(Given records begins)

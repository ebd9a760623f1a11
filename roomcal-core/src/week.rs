//! Bucketing search results into a Monday-to-Sunday week plus "later".

use chrono::{DateTime, Utc};
use serde::Serialize;

use crate::search::FilterResult;
use crate::store::EventRecord;

pub const DAYS_IN_WEEK: usize = 7;

/// One week of results. Days are fixed 24h slices from `week_start`.
#[derive(Debug, Clone, Serialize)]
pub struct WeekView {
    pub week_start: DateTime<Utc>,
    /// Monday first
    pub days: [Vec<EventRecord>; DAYS_IN_WEEK],
    /// Everything at or after `week_start + 7 * 24h`
    pub later: Vec<EventRecord>,
    pub too_many_events: bool,
    /// Number of records in the filter result
    pub total: usize,
}

impl WeekView {
    /// Records before `week_start` are not shown anywhere.
    pub fn bucket(result: FilterResult, week_start: DateTime<Utc>) -> Self {
        let mut days: [Vec<EventRecord>; DAYS_IN_WEEK] = Default::default();
        let mut later = Vec::new();
        let total = result.events.len();

        for record in result.events {
            match day_index(record.start(), week_start) {
                Some(i) if i < DAYS_IN_WEEK => days[i].push(record),
                Some(_) => later.push(record),
                None => {}
            }
        }

        WeekView {
            week_start,
            days,
            later,
            too_many_events: result.too_many_events,
            total,
        }
    }
}

fn day_index(start: DateTime<Utc>, week_start: DateTime<Utc>) -> Option<usize> {
    if start < week_start {
        return None;
    }
    usize::try_from((start - week_start).num_hours() / 24).ok()
}
//! The event store: a flat, immutable list of (location, event) records.
//!
//! The store is rebuilt from scratch on every refresh and is what gets
//! published as `events.json`.

use std::path::Path;

use chrono::{DateTime, Utc};
use serde::{Deserialize, Serialize};
use tracing::{debug, info};

use crate::config::RoomcalConfig;
use crate::error::{RoomcalError, RoomcalResult};
use crate::event::CalendarEvent;
use crate::feed::FeedSource;
use crate::ics::parse_calendar;
use crate::location::{ExtractionPolicy, LocationToken, extract};

/// Cache directive sent along with the payload.
pub const CACHE_CONTROL: &str = "max-age=3600";

/// A point in time as it appears in the payload: `{ "date": "<RFC 3339>" }`.
#[derive(Debug, Clone, Copy, PartialEq, Eq, Serialize, Deserialize)]
pub struct EventInstant {
    pub date: DateTime<Utc>,
}

/// The event half of a record, in payload shape.
#[derive(Debug, Clone, PartialEq, Serialize, Deserialize)]
pub struct StoredEvent {
    pub uid: String,
    pub summary: String,
    #[serde(default, skip_serializing_if = "Option::is_none")]
    pub description: Option<String>,
    pub start: EventInstant,
    #[serde(default, skip_serializing_if = "Option::is_none")]
    pub end: Option<EventInstant>,
}

/// One event filed under one location.
#[derive(Debug, Clone, PartialEq, Serialize, Deserialize)]
pub struct EventRecord {
    pub location: LocationToken,
    pub event: StoredEvent,
}

impl EventRecord {
    pub fn start(&self) -> DateTime<Utc> {
        self.event.start.date
    }

    pub fn end(&self) -> Option<DateTime<Utc>> {
        self.event.end.map(|e| e.date)
    }

    pub fn description(&self) -> &str {
        self.event.description.as_deref().unwrap_or("")
    }
}

/// An immutable snapshot of all records built from one feed load.
#[derive(Debug, Clone)]
pub struct EventStore {
    records: Vec<EventRecord>,
    refreshed_at: DateTime<Utc>,
}

impl EventStore {
    /// Build records from parsed events.
    ///
    /// `None` means the feed had no event container at all, which is an
    /// error; an empty list just gives an empty store.
    pub fn build(
        events: Option<&[CalendarEvent]>,
        policy: ExtractionPolicy,
    ) -> RoomcalResult<Self> {
        let events = events.ok_or(RoomcalError::NoEventContainer)?;

        let mut records = Vec::new();
        for event in events {
            let Some((location, start, end)) = event.bookable() else {
                debug!(uid = %event.uid, "skipping event without location, start or end");
                continue;
            };

            let tokens = policy.apply(extract(location));
            if tokens.is_empty() {
                debug!(uid = %event.uid, %location, "skipping event with unusable location");
                continue;
            }

            let stored = StoredEvent {
                uid: event.uid.clone(),
                summary: event.summary.clone(),
                description: event.description.clone(),
                start: EventInstant { date: start },
                end: Some(EventInstant { date: end }),
            };

            records.extend(tokens.into_iter().map(|location| EventRecord {
                location,
                event: stored.clone(),
            }));
        }

        Ok(EventStore {
            records,
            refreshed_at: Utc::now(),
        })
    }

    pub fn records(&self) -> &[EventRecord] {
        &self.records
    }

    pub fn len(&self) -> usize {
        self.records.len()
    }

    pub fn is_empty(&self) -> bool {
        self.records.is_empty()
    }

    pub fn refreshed_at(&self) -> DateTime<Utc> {
        self.refreshed_at
    }

    /// Serialize the records as the `events.json` payload.
    pub fn to_json(&self) -> RoomcalResult<String> {
        serde_json::to_string(&self.records).map_err(|e| RoomcalError::Serialization(e.to_string()))
    }

    /// Read a previously published payload back into a store.
    pub fn from_json(json: &str) -> RoomcalResult<Self> {
        let records: Vec<EventRecord> =
            serde_json::from_str(json).map_err(|e| RoomcalError::Serialization(e.to_string()))?;
        Ok(EventStore {
            records,
            refreshed_at: Utc::now(),
        })
    }

    /// Write the payload to `path` for static hosting.
    pub fn write_payload(&self, path: &Path) -> RoomcalResult<()> {
        if let Some(parent) = path.parent().filter(|p| !p.as_os_str().is_empty()) {
            std::fs::create_dir_all(parent)?;
        }
        std::fs::write(path, self.to_json()?)?;
        Ok(())
    }
}

/// Load, parse and build a fresh snapshot.
pub async fn refresh(source: &FeedSource, config: &RoomcalConfig) -> RoomcalResult<EventStore> {
    let content = source.load().await?;
    let parsed = parse_calendar(&content, config.tz()?)?;
    let store = EventStore::build(parsed.events.as_deref(), config.extraction_policy)?;

    info!(
        events = parsed.events.as_ref().map_or(0, |e| e.len()),
        records = store.len(),
        source = %source,
        "event store refreshed"
    );

    Ok(store)
}
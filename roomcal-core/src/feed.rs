//! Feed loading: one blocking fetch-or-read per invocation.

use std::path::{Path, PathBuf};

use tracing::info;
use url::Url;

use crate::config::RoomcalConfig;
use crate::error::{RoomcalError, RoomcalResult};

/// Where the raw ICS text comes from.
#[derive(Debug, Clone, PartialEq, Eq)]
pub enum FeedSource {
    Remote(Url),
    Local(PathBuf),
}

impl FeedSource {
    /// `"production"` reads the remote feed; every other mode reads the
    /// local file.
    pub fn from_mode(mode: &str, config: &RoomcalConfig) -> Self {
        if mode == crate::config::PRODUCTION_MODE {
            info!("Production mode detected, fetching data from remote...");
            FeedSource::Remote(config.remote_url.clone())
        } else {
            info!("Development mode detected, fetching data from disk...");
            FeedSource::Local(config.expanded_local_path())
        }
    }

    pub fn from_config(config: &RoomcalConfig) -> Self {
        Self::from_mode(&config.mode, config)
    }

    /// Fetch the feed text. Single attempt, no retry.
    pub async fn load(&self) -> RoomcalResult<String> {
        match self {
            FeedSource::Remote(url) => fetch_remote(url).await,
            FeedSource::Local(path) => read_local(path).await,
        }
    }
}

impl std::fmt::Display for FeedSource {
    fn fmt(&self, f: &mut std::fmt::Formatter<'_>) -> std::fmt::Result {
        match self {
            FeedSource::Remote(url) => write!(f, "{}", url),
            FeedSource::Local(path) => write!(f, "{}", path.display()),
        }
    }
}

async fn fetch_remote(url: &Url) -> RoomcalResult<String> {
    info!("Fetching events from remote {}, this may take a while...", url);

    let resp = reqwest::get(url.clone()).await?;
    let status = resp.status();
    if status != reqwest::StatusCode::OK {
        return Err(RoomcalError::Fetch(status.as_u16()));
    }

    Ok(resp.text().await?)
}

async fn read_local(path: &Path) -> RoomcalResult<String> {
    info!("Reading events from path: {}...", path.display());
    Ok(tokio::fs::read_to_string(path).await?)
}

#[cfg(test)]
mod tests {
    use super::*;
    use wiremock::matchers::{method, path};
    use wiremock::{Mock, MockServer, ResponseTemplate};

    #[test]
    fn test_mode_selects_source() {
        let config = RoomcalConfig::default();

        assert_eq!(
            FeedSource::from_mode("production", &config),
            FeedSource::Remote(config.remote_url.clone())
        );
        assert_eq!(
            FeedSource::from_mode("development", &config),
            FeedSource::Local(config.expanded_local_path())
        );
        assert_eq!(
            FeedSource::from_mode("staging", &config),
            FeedSource::Local(config.expanded_local_path())
        );
    }

    #[tokio::test]
    async fn test_remote_feed_is_returned_verbatim() {
        let server = MockServer::start().await;
        Mock::given(method("GET"))
            .and(path("/icalservice/Building/13"))
            .respond_with(ResponseTemplate::new(200).set_body_string("BEGIN:VCALENDAR"))
            .expect(1)
            .mount(&server)
            .await;

        let url = Url::parse(&format!("{}/icalservice/Building/13", server.uri())).unwrap();
        let text = FeedSource::Remote(url).load().await.unwrap();
        assert_eq!(text, "BEGIN:VCALENDAR");
    }

    #[tokio::test]
    async fn test_remote_non_200_is_a_fetch_error() {
        let server = MockServer::start().await;
        Mock::given(method("GET"))
            .respond_with(ResponseTemplate::new(404))
            .expect(1)
            .mount(&server)
            .await;

        let url = Url::parse(&server.uri()).unwrap();
        let result = FeedSource::Remote(url).load().await;
        assert!(matches!(result, Err(RoomcalError::Fetch(404))));
    }

    #[tokio::test]
    async fn test_remote_is_not_retried() {
        let server = MockServer::start().await;
        Mock::given(method("GET"))
            .respond_with(ResponseTemplate::new(503))
            .expect(1)
            .mount(&server)
            .await;

        let url = Url::parse(&server.uri()).unwrap();
        assert!(FeedSource::Remote(url).load().await.is_err());
        // MockServer verifies the expect(1) on drop
    }

    #[tokio::test]
    async fn test_local_feed() {
        let dir = tempfile::tempdir().unwrap();
        let file = dir.path().join("building13.ics");
        std::fs::write(&file, "BEGIN:VCALENDAR\r\nEND:VCALENDAR\r\n").unwrap();

        let text = FeedSource::Local(file).load().await.unwrap();
        assert!(text.starts_with("BEGIN:VCALENDAR"));
    }

    #[tokio::test]
    async fn test_missing_local_file_is_an_io_error() {
        let dir = tempfile::tempdir().unwrap();
        let result = FeedSource::Local(dir.path().join("missing.ics")).load().await;
        assert!(matches!(result, Err(RoomcalError::Io(_))));
    }
}
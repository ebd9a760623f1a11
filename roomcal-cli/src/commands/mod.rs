pub mod build;
pub mod config;
pub mod search;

(Given records ends)

Take the lines from the start of the records through the line holding "pub struct WeekView", both included, and please print them exactly, with nothing else.

repository ebd9a760623f1a11
filename roomcal-core/src/week.rs
//! Bucketing search results into a Monday-to-Sunday week plus "later".

use chrono::{DateTime, Utc};
use serde::Serialize;

use crate::search::FilterResult;
use crate::store::EventRecord;

pub const DAYS_IN_WEEK: usize = 7;

/// One week of results. Days are fixed 24h slices from `week_start`.
#[derive(Debug, Clone, Serialize)]
pub struct WeekView {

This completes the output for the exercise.